The New York Times report

On December 16, 2005, The New York Times printed a story claiming that, under White House pressure and with an executive order from President George W. Bush, the National Security Agency had been conducting warrantless phone-taps on people in the U.S. calling people outside of the country, in an attempt to combat terrorism. [1] According to the Times:

The White House asked The New York Times not to publish this article, arguing that it could jeopardize continuing investigations and alert would-be terrorists that they might be under scrutiny. After meeting with senior administration officials to hear their concerns, the newspaper delayed publication for a year to conduct additional reporting. Some information that administration officials argued could be useful to terrorists has been omitted.

While the President's actions are controversial from a legal standpoint, it may also be possible that the NY Times' choice to publish the report violated U.S. laws protecting highly-classified information. Punishment for such an offense can include the death penalty, if it occurs during wartime, a provision that may be applicable due the legal status of the hostilities with al-Qaida. Prosecution of this illegal act has so far only been obliquely referred to as a "process" at the U.S. Department of Justice.
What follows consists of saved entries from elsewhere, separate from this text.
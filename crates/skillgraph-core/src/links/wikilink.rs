//! Inline `[[identifier]]` references

use std::collections::BTreeSet;
use std::sync::LazyLock;

use regex::Regex;

/// Everything up to the first `]]`; identifiers cannot contain `]`.
static WIKILINK_PATTERN: LazyLock<Regex> =
    LazyLock::new(|| Regex::new(r"\[\[([^\]]+)\]\]").expect("wikilink pattern is valid"));

/// Distinct identifiers enclosed in double brackets, taken verbatim.
pub fn extract_inline_references(text: &str) -> BTreeSet<String> {
    WIKILINK_PATTERN
        .captures_iter(text)
        .filter_map(|caps| caps.get(1))
        .map(|m| m.as_str().to_string())
        .collect()
}

/// Wikilink targets for display: trimmed, de-duplicated, in order of first
/// appearance.
pub fn resolve_wikilinks(text: &str) -> Vec<String> {
    let mut links: Vec<String> = Vec::new();
    for caps in WIKILINK_PATTERN.captures_iter(text) {
        let Some(target) = caps.get(1).map(|m| m.as_str().trim()) else {
            continue;
        };
        if !target.is_empty() && !links.iter().any(|l| l == target) {
            links.push(target.to_string());
        }
    }
    links
}

#[cfg(test)]
mod tests {
    use super::*;

    fn set(items: &[&str]) -> BTreeSet<String> {
        items.iter().map(|s| s.to_string()).collect()
    }

    #[test]
    fn test_extracts_distinct_links() {
        let text = "See [[alpha]] and [[beta]], then [[alpha]] again.";
        assert_eq!(extract_inline_references(text), set(&["alpha", "beta"]));
    }

    #[test]
    fn test_no_links() {
        assert!(extract_inline_references("plain [text] with [single] brackets").is_empty());
        assert!(extract_inline_references("").is_empty());
    }

    #[test]
    fn test_empty_brackets_are_ignored() {
        assert!(extract_inline_references("[[]]").is_empty());
    }

    #[test]
    fn test_identifier_is_not_trimmed() {
        assert_eq!(extract_inline_references("[[ spaced ]]"), set(&[" spaced "]));
    }

    #[test]
    fn test_stops_at_first_closing_bracket() {
        assert_eq!(extract_inline_references("[[a]b]]"), BTreeSet::new());
        assert_eq!(extract_inline_references("[[[inner]]]"), set(&["[inner"]));
    }

    #[test]
    fn test_links_spanning_lines() {
        let text = "- [[aave-lending]]\n- [[x402-payments]]\n";
        assert_eq!(
            extract_inline_references(text),
            set(&["aave-lending", "x402-payments"])
        );
    }

    #[test]
    fn test_resolve_wikilinks_keeps_order_and_trims() {
        let text = "[[zeta]] then [[ alpha ]] then [[zeta]] then [[  ]]";
        assert_eq!(resolve_wikilinks(text), vec!["zeta", "alpha"]);
    }
}
//! Registry validation
//!
//! Runs the checks in order and collects every finding instead of stopping
//! at the first one:
//!
//! 1. inline links in graph nodes resolve
//! 2. inline links in skill descriptors resolve
//! 3. every skill is reachable from the root node (warnings)
//! 4. every graph node except the root has an incoming link
//!
//! A registry with no graph nodes at all stops before phase 1.

mod issue;

pub use issue::{Issue, IssueKind, Severity};

use std::collections::BTreeSet;

use serde::Serialize;
use tracing::info;

use crate::error::Result;
use crate::graph::{
    build_link_graph, find_orphan_nodes, find_reachable, find_unreachable_skills,
    validate_references,
};
use crate::registry::{DocumentSet, Registry};

/// The numbered steps of a run, announced as they start
#[derive(Debug, Clone, Copy, PartialEq, Eq)]
pub enum Phase {
    NodeLinks,
    SkillLinks,
    Reachability,
    Orphans,
}

impl Phase {
    pub fn number(&self) -> u8 {
        match self {
            Self::NodeLinks => 1,
            Self::SkillLinks => 2,
            Self::Reachability => 3,
            Self::Orphans => 4,
        }
    }

    /// Progress line, e.g. `3. Checking skill reachability from index...`
    pub fn describe(&self, descriptor: &str, root: &str) -> String {
        let label = match self {
            Self::NodeLinks => "Validating wikilinks in graph nodes...".to_string(),
            Self::SkillLinks => format!("Validating wikilinks in {} files...", descriptor),
            Self::Reachability => format!("Checking skill reachability from {}...", root),
            Self::Orphans => "Checking for orphan graph nodes...".to_string(),
        };
        format!("{}. {}", self.number(), label)
    }
}

/// Outcome of one validation run
#[derive(Debug, Clone, PartialEq, Eq, Serialize)]
pub struct ValidationReport {
    pub graph_nodes: usize,
    pub skills: usize,
    /// Identifiers reachable from the root, the root included
    pub reachable: BTreeSet<String>,
    pub errors: Vec<Issue>,
    pub warnings: Vec<Issue>,
    /// Set when the run stopped before the numbered phases
    pub aborted: bool,
}

impl ValidationReport {
    fn new(documents: &DocumentSet) -> Self {
        Self {
            graph_nodes: documents.graph_nodes.len(),
            skills: documents.skills.len(),
            reachable: BTreeSet::new(),
            errors: Vec::new(),
            warnings: Vec::new(),
            aborted: false,
        }
    }

    /// Passes iff there are no errors; warnings never fail a run
    pub fn passed(&self) -> bool {
        self.errors.is_empty()
    }

    pub fn record(&mut self, issue: Issue) {
        match issue.severity {
            Severity::Error => self.errors.push(issue),
            Severity::Warning => self.warnings.push(issue),
        }
    }

    pub fn extend(&mut self, issues: impl IntoIterator<Item = Issue>) {
        for issue in issues {
            self.record(issue);
        }
    }

    pub fn has_kind(&self, kind: IssueKind) -> bool {
        self.errors
            .iter()
            .chain(&self.warnings)
            .any(|issue| issue.kind == kind)
    }
}

/// Validates one registry
pub struct Validator<'a> {
    registry: &'a Registry,
}

impl<'a> Validator<'a> {
    pub fn new(registry: &'a Registry) -> Self {
        Self { registry }
    }

    /// Run without progress reporting
    pub fn run(&self) -> Result<ValidationReport> {
        self.run_with_progress(|_| {})
    }

    /// Load the registry and validate it, calling `progress` as each
    /// numbered phase starts.
    ///
    /// Returns `Err` only when the registry directories cannot be listed;
    /// everything found in the files is part of the report.
    pub fn run_with_progress(&self, progress: impl FnMut(Phase)) -> Result<ValidationReport> {
        let documents = self.registry.load()?;
        Ok(self.validate(&documents, progress))
    }

    /// Validate an already loaded snapshot
    pub fn validate(
        &self,
        documents: &DocumentSet,
        mut progress: impl FnMut(Phase),
    ) -> ValidationReport {
        let root = self.registry.root_node();
        let mut report = ValidationReport::new(documents);

        if documents.graph_nodes.is_empty() {
            report.record(Issue::new(
                IssueKind::NoGraphNodes,
                format!(
                    "No graph nodes found in {}/",
                    self.registry.graph_dir().display()
                ),
            ));
            report.aborted = true;
            info!("No graph nodes found, skipping validation phases");
            return report;
        }

        if !documents.graph_nodes.contains(root) {
            report.record(Issue::new(
                IssueKind::MissingRoot,
                format!(
                    "Missing {}.md in {}/",
                    root,
                    self.registry.graph_dir().display()
                ),
            ));
        }

        for file in &documents.unreadable {
            report.record(Issue::new(
                IssueKind::UnreadableFile,
                format!("{}: failed to read: {}", file.path.display(), file.reason),
            ));
        }

        let valid = documents.valid_targets();

        progress(Phase::NodeLinks);
        report.extend(validate_references(&valid, documents.nodes.values()));

        progress(Phase::SkillLinks);
        report.extend(validate_references(&valid, documents.descriptors.values()));

        progress(Phase::Reachability);
        let graph = build_link_graph(documents);
        report.reachable = find_reachable(&graph, root);
        for skill in find_unreachable_skills(&documents.skills, &report.reachable) {
            report.record(Issue::new(
                IssueKind::UnreachableSkill,
                format!("Skill '{}' is not reachable from {}.md", skill, root),
            ));
        }

        progress(Phase::Orphans);
        report.extend(find_orphan_nodes(&documents.graph_nodes, &graph, root));

        info!(
            errors = report.errors.len(),
            warnings = report.warnings.len(),
            reachable = report.reachable.len(),
            "Validation finished"
        );
        report
    }
}

#[cfg(test)]
mod tests {
    use super::*;
    use crate::config::RegistryConfig;
    use crate::registry::{Document, EntityKind};

    fn registry() -> Registry {
        Registry::new(RegistryConfig::at("registry"))
    }

    fn docs(nodes: &[(&str, &str)], skills: &[(&str, &str)]) -> DocumentSet {
        let mut set = DocumentSet::default();
        for (id, text) in nodes {
            set.push(Document::new(
                *id,
                EntityKind::GraphNode,
                format!("registry/graph/{}.md", id),
                *text,
            ));
        }
        for (id, text) in skills {
            set.push(Document::new(
                *id,
                EntityKind::Skill,
                format!("registry/skills/{}/SKILL.md", id),
                *text,
            ));
        }
        set
    }

    #[test]
    fn test_no_graph_nodes_aborts() {
        let registry = registry();
        let mut phases = Vec::new();
        let report = Validator::new(&registry).validate(
            &docs(&[], &[("beta", "")]),
            |p| phases.push(p),
        );

        assert!(!report.passed());
        assert!(report.aborted);
        assert_eq!(report.errors.len(), 1);
        assert_eq!(report.errors[0].kind, IssueKind::NoGraphNodes);
        assert!(phases.is_empty());
        assert!(report.warnings.is_empty());
    }

    #[test]
    fn test_phases_run_in_order() {
        let registry = registry();
        let mut phases = Vec::new();
        Validator::new(&registry).validate(&docs(&[("index", "")], &[]), |p| phases.push(p));

        assert_eq!(
            phases,
            vec![
                Phase::NodeLinks,
                Phase::SkillLinks,
                Phase::Reachability,
                Phase::Orphans
            ]
        );
    }

    #[test]
    fn test_missing_root_is_error_and_continues() {
        let registry = registry();
        let report = Validator::new(&registry).validate(
            &docs(&[("alpha", "[[beta]]")], &[("beta", "[[alpha]]")]),
            |_| {},
        );

        assert!(report.has_kind(IssueKind::MissingRoot));
        assert!(report.reachable.is_empty());
        // beta is unreachable because there is no root to start from
        assert_eq!(report.warnings.len(), 1);
        // alpha is linked from beta, so it is not an orphan
        assert!(!report.has_kind(IssueKind::OrphanNode));
    }

    #[test]
    fn test_frontmatter_only_skill_is_reachable() {
        let registry = registry();
        let report = Validator::new(&registry).validate(
            &docs(
                &[("index", "[[alpha]]"), ("alpha", "---\nskills: [beta]\n---\n")],
                &[("beta", "")],
            ),
            |_| {},
        );

        assert!(report.passed());
        assert!(report.warnings.is_empty());
        assert!(report.reachable.contains("beta"));
    }

    #[test]
    fn test_broken_link_in_skill_descriptor() {
        let registry = registry();
        let report = Validator::new(&registry).validate(
            &docs(&[("index", "[[beta]]")], &[("beta", "See [[nowhere]]")]),
            |_| {},
        );

        assert_eq!(report.errors.len(), 1);
        assert_eq!(
            report.errors[0].message,
            "registry/skills/beta/SKILL.md: broken wikilink [[nowhere]]"
        );
    }

    #[test]
    fn test_phase_descriptions() {
        assert_eq!(
            Phase::SkillLinks.describe("SKILL.md", "index"),
            "2. Validating wikilinks in SKILL.md files..."
        );
        assert_eq!(
            Phase::Reachability.describe("SKILL.md", "home"),
            "3. Checking skill reachability from home..."
        );
    }

    #[test]
    fn test_repeated_runs_are_identical() {
        let registry = registry();
        let documents = docs(
            &[("index", "[[ghost]]"), ("stray", "")],
            &[("gamma", "")],
        );
        let validator = Validator::new(&registry);

        let first = validator.validate(&documents, |_| {});
        let second = validator.validate(&documents, |_| {});
        assert_eq!(first, second);
        assert_eq!(first.errors.len(), 2);
        assert_eq!(first.warnings.len(), 1);
    }
}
In the past, prosecution for publication of highly classified information has been muted, in large part due to the inherent risks of exposing even more classified information during the process of adjudication. However, except for enemy efforts, and the publication of the Pentagon Papers, such acts during wartime have been a relatively rare circumstance, and so any eventual prosecution of the NY Times will be closely watched for its both its results and precedent-setting nature.

Congressional opposition to reported events

News of tapping sparked an outcry from many groups, including members of Congress, who feel such actions are a violation of constitutional rights. Senator Arlen Specter (R-PA), the chairman of the Senate Judiciary Committee, said that "there is no doubt this is inappropriate" and "clearly and categorically wrong" and that he would hold hearings into the matter early in 2006. His call for investigations was echoed by Congressman Rob Simmons (R-CT), the chairman of the House Homeland Security Intelligence Subcommittee. "Was the eavesdropping narrowly designed to go after possible terrorist threats in the United States or was it much, much more?" he asked in a statement.

Senator Russ Feingold (D-WI) called the president's remarks "breathtaking in how extreme they were" in a telephone interview with the Associated Press. He added, "If that's true, he doesn't need the Patriot Act because he can just make it up as he goes along. I tell you, he's President George Bush, not King George Bush. This is not the system of government we have and that we fought for." Feingold was just as harsh in an interview with CNN. "We have a president, not a king," he said. [2] Senator Patrick Leahy (D-VT), the ranking Democrat on the Judiciary Committee, added later, "The Bush administration seems to believe it is above the law."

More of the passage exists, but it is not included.